(Exercise aim)
All entries below must be given again exactly as they stand.

(Data for this task)

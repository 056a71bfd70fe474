/*!
 * External program invocation shared by the providers.
 *
 * Programs run with `kill_on_drop` under a timeout: when the timeout fires,
 * or when the calling future is dropped, the child process is killed.
 * Both output streams can be consumed line by line while the program runs,
 * which is how download and muxing progress is tracked. Stderr is also
 * collected and filtered down to the lines worth showing in an error.
 */

use std::ffi::OsStr;
use std::process::Stdio;
use std::time::Duration;

use log::{debug, error};
use once_cell::sync::Lazy;
use regex::Regex;
use tokio::io::{AsyncBufReadExt, AsyncRead, BufReader, Split};
use tokio::process::Command;

use crate::errors::ProviderError;

/// Most diagnostic lines kept in a tool error
const MAX_DIAGNOSTIC_LINES: usize = 20;

// Banner and stream-listing lines ffmpeg-family tools print on every run
const NOISE_PREFIXES: &[&str] = &[
    "ffmpeg version",
    "ffprobe version",
    "built with",
    "configuration:",
    "Input #",
    "Metadata:",
    "Duration:",
    "Chapter",
    "Stream #",
    "title",
    "BPS",
    "DURATION",
    "NUMBER_OF",
    "_STATISTICS",
    "Output #",
    "Stream mapping:",
    "Press [q]",
];

// Library version lines of the banner, e.g. "libavutil      58. 29.100 / 58. 29.100"
static LIBRARY_VERSION_LINE: Lazy<Regex> = Lazy::new(|| {
    Regex::new(r"^lib[a-z0-9]+\s+\d+\.").expect("library version regex is valid")
});

/// Output stream a line was read from
#[derive(Debug, Clone, Copy, PartialEq, Eq)]
pub enum ToolStream {
    Stdout,
    Stderr,
}

/// Collected output of a finished program
#[derive(Debug, Clone, Default)]
pub struct ToolOutput {
    pub stdout: String,
    pub stderr: String,
}

/// Run a program to completion and collect its output
pub async fn run_tool<I, S>(program: &str, args: I, timeout_secs: u64) -> Result<ToolOutput, ProviderError>
where
    I: IntoIterator<Item = S>,
    S: AsRef<OsStr>,
{
    run_tool_streaming(program, args, timeout_secs, |_, _| {}).await
}

/// Run a program, handing each output line to `on_line` as it arrives
///
/// Lines of both streams are delivered in arrival order, tagged with the
/// stream they came from. Invalid UTF-8 is replaced rather than ending the
/// read. A non-zero exit becomes [`ProviderError::ToolFailed`] carrying the
/// filtered stderr.
pub async fn run_tool_streaming<I, S, F>(
    program: &str,
    args: I,
    timeout_secs: u64,
    mut on_line: F,
) -> Result<ToolOutput, ProviderError>
where
    I: IntoIterator<Item = S>,
    S: AsRef<OsStr>,
    F: FnMut(ToolStream, &str) + Send,
{
    let tool = tool_name(program);

    let mut command = Command::new(program);
    command
        .args(args)
        .stdin(Stdio::null())
        .stdout(Stdio::piped())
        .stderr(Stdio::piped())
        .kill_on_drop(true);
    debug!("Running {:?}", command.as_std());

    let mut child = command.spawn().map_err(|e| ProviderError::ToolUnavailable {
        tool: tool.clone(),
        message: e.to_string(),
    })?;

    let mut stdout_lines = child.stdout.take().map(|out| BufReader::new(out).split(b'\n'));
    let mut stderr_lines = child.stderr.take().map(|err| BufReader::new(err).split(b'\n'));

    let on_line = &mut on_line;
    let run = async move {
        let mut output = ToolOutput::default();
        loop {
            tokio::select! {
                line = next_line(&mut stdout_lines), if stdout_lines.is_some() => match line {
                    Some(line) => {
                        on_line(ToolStream::Stdout, &line);
                        output.stdout.push_str(&line);
                        output.stdout.push('\n');
                    }
                    None => stdout_lines = None,
                },
                line = next_line(&mut stderr_lines), if stderr_lines.is_some() => match line {
                    Some(line) => {
                        on_line(ToolStream::Stderr, &line);
                        output.stderr.push_str(&line);
                        output.stderr.push('\n');
                    }
                    None => stderr_lines = None,
                },
                else => break,
            }
        }
        let status = child.wait().await;
        (status, output)
    };

    // On timeout the `run` future and the child it owns are dropped, which kills the process
    let (status, output) = match tokio::time::timeout(Duration::from_secs(timeout_secs), run).await {
        Ok(result) => result,
        Err(_) => {
            error!("{} timed out after {} seconds", tool, timeout_secs);
            return Err(ProviderError::Timeout { tool, secs: timeout_secs });
        }
    };

    let status = status.map_err(|e| ProviderError::ToolFailed {
        tool: tool.clone(),
        status: None,
        diagnostic: e.to_string(),
    })?;

    if !status.success() {
        let diagnostic = filter_tool_stderr(&output.stderr);
        error!("{} failed: {}", tool, diagnostic);
        return Err(ProviderError::ToolFailed { tool, status: status.code(), diagnostic });
    }

    Ok(output)
}

/// Next line of a stream, lossily decoded; `None` at end of stream or on a read error
async fn next_line<R: AsyncRead + Unpin>(lines: &mut Option<Split<BufReader<R>>>) -> Option<String> {
    let segment = lines.as_mut()?.next_segment().await.ok()??;
    let line = String::from_utf8_lossy(&segment);
    Some(line.strip_suffix('\r').unwrap_or(&line).to_string())
}

/// File name part of a program path, used in messages
fn tool_name(program: &str) -> String {
    std::path::Path::new(program)
        .file_name()
        .map(|name| name.to_string_lossy().into_owned())
        .unwrap_or_else(|| program.to_string())
}

/// Keep only the stderr lines that explain a failure
///
/// Drops blank lines and the banner/stream listing of ffmpeg-family tools,
/// then keeps the last lines, where the actual error is printed.
pub fn filter_tool_stderr(stderr: &str) -> String {
    let meaningful: Vec<&str> = stderr
        .lines()
        .map(str::trim)
        .filter(|line| !line.is_empty())
        .filter(|line| !NOISE_PREFIXES.iter().any(|prefix| line.starts_with(prefix)))
        .filter(|line| !LIBRARY_VERSION_LINE.is_match(line))
        .collect();

    if meaningful.is_empty() {
        return "no diagnostic output (stderr was empty after filtering)".to_string();
    }

    let start = meaningful.len().saturating_sub(MAX_DIAGNOSTIC_LINES);
    meaningful[start..].join("\n")
}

(End Data for this task)

(Exercise solution)
repository 056a71bfd70fe474
/*!
 * External program invocation shared by the providers.
 *
 * Programs run with `kill_on_drop` under a timeout: when the timeout fires,
 * or when the calling future is dropped, the child process is killed.
 * Both output streams can be consumed line by line while the program runs,
 * which is how download and muxing progress is tracked. Stderr is also
 * collected and filtered down to the lines worth showing in an error.
 */

use std::ffi::OsStr;
use std::process::Stdio;
use std::time::Duration;

use log::{debug, error};
use once_cell::sync::Lazy;
use regex::Regex;
use tokio::io::{AsyncBufReadExt, AsyncRead, BufReader, Split};
use tokio::process::Command;

use crate::errors::ProviderError;

/// Most diagnostic lines kept in a tool error
const MAX_DIAGNOSTIC_LINES: usize = 20;

// Banner and stream-listing lines ffmpeg-family tools print on every run
const NOISE_PREFIXES: &[&str] = &[
    "ffmpeg version",
    "ffprobe version",
    "built with",
    "configuration:",
    "Input #",
    "Metadata:",
    "Duration:",
    "Chapter",
    "Stream #",
    "title",
    "BPS",
    "DURATION",
    "NUMBER_OF",
    "_STATISTICS",
    "Output #",
    "Stream mapping:",
    "Press [q]",
];

// Library version lines of the banner, e.g. "libavutil      58. 29.100 / 58. 29.100"
static LIBRARY_VERSION_LINE: Lazy<Regex> = Lazy::new(|| {
    Regex::new(r"^lib[a-z0-9]+\s+\d+\.").expect("library version regex is valid")
});

/// Output stream a line was read from
#[derive(Debug, Clone, Copy, PartialEq, Eq)]
pub enum ToolStream {
    Stdout,
    Stderr,
}

/// Collected output of a finished program
#[derive(Debug, Clone, Default)]
pub struct ToolOutput {
    pub stdout: String,
    pub stderr: String,
}

/// Run a program to completion and collect its output
pub async fn run_tool<I, S>(program: &str, args: I, timeout_secs: u64) -> Result<ToolOutput, ProviderError>
where
    I: IntoIterator<Item = S>,
    S: AsRef<OsStr>,
{
    run_tool_streaming(program, args, timeout_secs, |_, _| {}).await
}

/// Run a program, handing each output line to `on_line` as it arrives
///
/// Lines of both streams are delivered in arrival order, tagged with the
/// stream they came from. Invalid UTF-8 is replaced rather than ending the
/// read. A non-zero exit becomes [`ProviderError::ToolFailed`] carrying the
/// filtered stderr.
pub async fn run_tool_streaming<I, S, F>(
    program: &str,
    args: I,
    timeout_secs: u64,
    mut on_line: F,
) -> Result<ToolOutput, ProviderError>
where
    I: IntoIterator<Item = S>,
    S: AsRef<OsStr>,
    F: FnMut(ToolStream, &str) + Send,
{
    let tool = tool_name(program);

    let mut command = Command::new(program);
    command
        .args(args)
        .stdin(Stdio::null())
        .stdout(Stdio::piped())
        .stderr(Stdio::piped())
        .kill_on_drop(true);
    debug!("Running {:?}", command.as_std());

    let mut child = command.spawn().map_err(|e| ProviderError::ToolUnavailable {
        tool: tool.clone(),
        message: e.to_string(),
    })?;

    let mut stdout_lines = child.stdout.take().map(|out| BufReader::new(out).split(b'\n'));
    let mut stderr_lines = child.stderr.take().map(|err| BufReader::new(err).split(b'\n'));

    let on_line = &mut on_line;
    let run = async move {
        let mut output = ToolOutput::default();
        loop {
            tokio::select! {
                line = next_line(&mut stdout_lines), if stdout_lines.is_some() => match line {
                    Some(line) => {
                        on_line(ToolStream::Stdout, &line);
                        output.stdout.push_str(&line);
                        output.stdout.push('\n');
                    }
                    None => stdout_lines = None,
                },
                line = next_line(&mut stderr_lines), if stderr_lines.is_some() => match line {
                    Some(line) => {
                        on_line(ToolStream::Stderr, &line);
                        output.stderr.push_str(&line);
                        output.stderr.push('\n');
                    }
                    None => stderr_lines = None,
                },
                else => break,
            }
        }
        let status = child.wait().await;
        (status, output)
    };

    // On timeout the `run` future and the child it owns are dropped, which kills the process
    let (status, output) = match tokio::time::timeout(Duration::from_secs(timeout_secs), run).await {
        Ok(result) => result,
        Err(_) => {
            error!("{} timed out after {} seconds", tool, timeout_secs);
            return Err(ProviderError::Timeout { tool, secs: timeout_secs });
        }
    };

    let status = status.map_err(|e| ProviderError::ToolFailed {
        tool: tool.clone(),
        status: None,
        diagnostic: e.to_string(),
    })?;

    if !status.success() {
        let diagnostic = filter_tool_stderr(&output.stderr);
        error!("{} failed: {}", tool, diagnostic);
        return Err(ProviderError::ToolFailed { tool, status: status.code(), diagnostic });
    }

    Ok(output)
}

/// Next line of a stream, lossily decoded; `None` at end of stream or on a read error
async fn next_line<R: AsyncRead + Unpin>(lines: &mut Option<Split<BufReader<R>>>) -> Option<String> {
    let segment = lines.as_mut()?.next_segment().await.ok()??;
    let line = String::from_utf8_lossy(&segment);
    Some(line.strip_suffix('\r').unwrap_or(&line).to_string())
}

/// File name part of a program path, used in messages
fn tool_name(program: &str) -> String {
    std::path::Path::new(program)
        .file_name()
        .map(|name| name.to_string_lossy().into_owned())
        .unwrap_or_else(|| program.to_string())
}

/// Keep only the stderr lines that explain a failure
///
/// Drops blank lines and the banner/stream listing of ffmpeg-family tools,
/// then keeps the last lines, where the actual error is printed.
pub fn filter_tool_stderr(stderr: &str) -> String {
    let meaningful: Vec<&str> = stderr
        .lines()
        .map(str::trim)
        .filter(|line| !line.is_empty())
        .filter(|line| !NOISE_PREFIXES.iter().any(|prefix| line.starts_with(prefix)))
        .filter(|line| !LIBRARY_VERSION_LINE.is_match(line))
        .collect();

    if meaningful.is_empty() {
        return "no diagnostic output (stderr was empty after filtering)".to_string();
    }

    let start = meaningful.len().saturating_sub(MAX_DIAGNOSTIC_LINES);
    meaningful[start..].join("\n")
}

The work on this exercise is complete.